Einar não mostrou nenhum desejo contra o que eu fazia e muito menos disse alguma coisa. Como um corpo, aquilo que era, deixou-me conduzi-lo lentamente ao carro, deixou-me sentá-lo e sua quietude facilitou a colocação do cinto. Não se despediu da mãe. Sequer pareceu notar a existência da mesma quando eu fechei a porta e do lado de fora ela conferiu se estava bem trancada. Para trás deixamos uma mãe plantado no portão. As mãos estavam outra vez sobre o peito. Apertava o vestido e a pele. Apertava o coração e a alma. Ao meu lado, no banco do carona, meu amigo continuaria imóvel se não fosse o sacolejo natural do veículo.
Em mim deixou um beijo, com ela deixei a promessa de retorno.
Enrolado num pedaço de tecido tinha biscoitos e dois pães. Em uma garrafa ainda gelada - e que continuaria assim graças ao clima - tínhamos suco natural. Ele não vai querer, avisou a mãe do meu amigo. Quer dizer, ele não vai fazer nada. Coloque o biscoito na mão dele. Quando quiser, comerá. É tudo no tempo dele.

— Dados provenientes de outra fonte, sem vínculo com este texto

//! SGD optimizer with optional momentum and weight decay

use candle_core::backprop::GradStore;
use candle_core::{Tensor, Var};

use super::{count_parameters, Optimizer};
use crate::error::Result;

/// Stochastic gradient descent
pub struct SgdOptimizer {
    vars: Vec<Var>,
    learning_rate: f64,
    momentum: f64,
    weight_decay: f64,
    step_count: usize,
    /// One buffer per variable, created on its first update
    momentum_buffers: Vec<Option<Tensor>>,
    parameter_count: usize,
}

impl SgdOptimizer {
    /// Create a new SGD optimizer over `vars`
    pub fn new(vars: Vec<Var>, learning_rate: f64, momentum: f64, weight_decay: f64) -> Result<Self> {
        let parameter_count = count_parameters(&vars);
        let momentum_buffers = vec![None; vars.len()];

        Ok(Self {
            vars,
            learning_rate,
            momentum,
            weight_decay,
            step_count: 0,
            momentum_buffers,
            parameter_count,
        })
    }

    fn update_parameter(&mut self, index: usize, grad: &Tensor) -> Result<()> {
        let var = &self.vars[index];

        // g + λθ
        let effective_grad = if self.weight_decay > 0.0 {
            (grad + (var.as_tensor() * self.weight_decay)?)?
        } else {
            grad.clone()
        };

        // v_t = μ v_{t-1} + g
        let update = if self.momentum > 0.0 {
            let next = match &self.momentum_buffers[index] {
                Some(buffer) => ((buffer * self.momentum)? + &effective_grad)?,
                None => effective_grad,
            };
            self.momentum_buffers[index] = Some(next.clone());
            next
        } else {
            effective_grad
        };

        var.set(&var.as_tensor().sub(&(update * self.learning_rate)?)?)?;
        Ok(())
    }
}

impl Optimizer for SgdOptimizer {
    fn name(&self) -> &str {
        if self.momentum > 0.0 {
            "sgd_momentum"
        } else {
            "sgd"
        }
    }

    fn step(&mut self, gradients: &GradStore) -> Result<()> {
        for index in 0..self.vars.len() {
            if let Some(grad) = gradients.get(self.vars[index].as_tensor()) {
                let grad = grad.clone();
                self.update_parameter(index, &grad)?;
            }
        }
        self.step_count += 1;
        Ok(())
    }

    fn learning_rate(&self) -> f64 {
        self.learning_rate
    }

    fn set_learning_rate(&mut self, lr: f64) {
        self.learning_rate = lr;
    }

    fn parameter_count(&self) -> usize {
        self.parameter_count
    }

    fn step_count(&self) -> usize {
        self.step_count
    }
}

Como deve ser, eu pensei. Mas deixe comigo foi o que eu respondi.
Vi que teria dificuldade quando cheguei no limite da pista que estávamos e ao fundo tínhamos a vila colorida como testemunha daquela aventura. Eu apertei a mão do meu amigo que repousava sobre o próprio joelho e ri sozinho, porque dele não tive nenhuma resposta.
Lá vamos nós!
Saímos da pista limpa e percorremos o terreno acidentado o máximo que podíamos e julguei seguro. Havia musgo por todo lado e várias pedras soltas. Sacolejamos ao derrapar em cada uma delas e meu riso era certo, porém Einar continuou ali, apenas segurando com sua firmeza frágil o cinto de segurança. Se havia medo ou excitação, estava perdido lá dentro, onde somente ele podia ver. Depois de muito brigar com a natureza, lá estávamos nós ao pé da montanha. A mesma que se podia ver da janela de vidros manchados do quarto meu amigo. A cidade distante, o vento mais brando e nós, somente nós, habitávamos aquele pedaço de terra.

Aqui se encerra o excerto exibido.